(Saved entries)
-------------------------
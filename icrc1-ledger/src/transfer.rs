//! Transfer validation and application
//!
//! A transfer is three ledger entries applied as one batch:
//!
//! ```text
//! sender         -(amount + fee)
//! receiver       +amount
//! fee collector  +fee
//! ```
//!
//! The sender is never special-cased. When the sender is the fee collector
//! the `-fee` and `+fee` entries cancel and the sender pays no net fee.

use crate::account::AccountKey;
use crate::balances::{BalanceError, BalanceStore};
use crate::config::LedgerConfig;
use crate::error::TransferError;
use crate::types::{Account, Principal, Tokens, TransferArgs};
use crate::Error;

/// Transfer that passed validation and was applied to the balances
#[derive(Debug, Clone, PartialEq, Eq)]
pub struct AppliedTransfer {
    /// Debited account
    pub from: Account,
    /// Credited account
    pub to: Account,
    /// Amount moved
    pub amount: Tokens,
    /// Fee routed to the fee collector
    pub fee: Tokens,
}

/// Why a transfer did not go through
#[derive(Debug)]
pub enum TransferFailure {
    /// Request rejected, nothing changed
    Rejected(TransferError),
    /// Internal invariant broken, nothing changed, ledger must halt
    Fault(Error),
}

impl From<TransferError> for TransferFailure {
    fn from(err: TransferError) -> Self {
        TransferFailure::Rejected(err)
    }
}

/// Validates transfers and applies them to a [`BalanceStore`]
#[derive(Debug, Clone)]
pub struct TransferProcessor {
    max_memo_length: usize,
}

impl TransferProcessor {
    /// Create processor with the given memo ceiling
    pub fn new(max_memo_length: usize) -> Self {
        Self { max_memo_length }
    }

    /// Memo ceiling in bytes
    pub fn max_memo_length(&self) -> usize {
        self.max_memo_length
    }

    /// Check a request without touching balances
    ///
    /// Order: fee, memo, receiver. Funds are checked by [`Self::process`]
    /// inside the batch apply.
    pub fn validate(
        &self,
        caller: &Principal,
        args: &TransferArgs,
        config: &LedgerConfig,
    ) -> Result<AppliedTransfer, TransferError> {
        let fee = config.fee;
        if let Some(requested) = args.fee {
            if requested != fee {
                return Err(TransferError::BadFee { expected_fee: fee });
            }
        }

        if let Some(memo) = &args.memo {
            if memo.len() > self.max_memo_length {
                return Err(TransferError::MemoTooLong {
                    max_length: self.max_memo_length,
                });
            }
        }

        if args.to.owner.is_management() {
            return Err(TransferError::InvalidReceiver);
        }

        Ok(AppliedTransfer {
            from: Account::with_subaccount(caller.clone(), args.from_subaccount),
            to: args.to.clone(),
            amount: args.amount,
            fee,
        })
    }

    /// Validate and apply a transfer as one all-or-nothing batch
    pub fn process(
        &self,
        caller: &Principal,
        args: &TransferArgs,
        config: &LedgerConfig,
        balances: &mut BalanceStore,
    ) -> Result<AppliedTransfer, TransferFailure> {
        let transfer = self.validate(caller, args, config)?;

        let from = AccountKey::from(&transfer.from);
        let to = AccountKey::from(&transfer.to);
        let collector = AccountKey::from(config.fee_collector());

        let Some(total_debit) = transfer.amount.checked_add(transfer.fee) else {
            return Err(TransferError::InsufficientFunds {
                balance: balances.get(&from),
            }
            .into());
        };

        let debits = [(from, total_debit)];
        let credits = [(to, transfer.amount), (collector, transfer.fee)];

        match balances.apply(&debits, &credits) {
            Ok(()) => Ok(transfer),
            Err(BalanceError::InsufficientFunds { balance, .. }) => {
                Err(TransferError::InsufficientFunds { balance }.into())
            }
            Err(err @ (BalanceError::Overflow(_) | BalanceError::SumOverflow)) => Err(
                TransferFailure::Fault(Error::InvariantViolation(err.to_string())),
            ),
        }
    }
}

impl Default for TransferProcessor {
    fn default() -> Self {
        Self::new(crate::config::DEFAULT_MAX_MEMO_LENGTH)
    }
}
-------------------------
• [Aim of the exercise]:
Filter the data above by the word "TransferFailure" and copy every line that matches.

• [Result of the exercise]:
pub enum TransferFailure {
impl From<TransferError> for TransferFailure {
        TransferFailure::Rejected(err)
    ) -> Result<AppliedTransfer, TransferFailure> {
                TransferFailure::Fault(Error::InvariantViolation(err.to_string())),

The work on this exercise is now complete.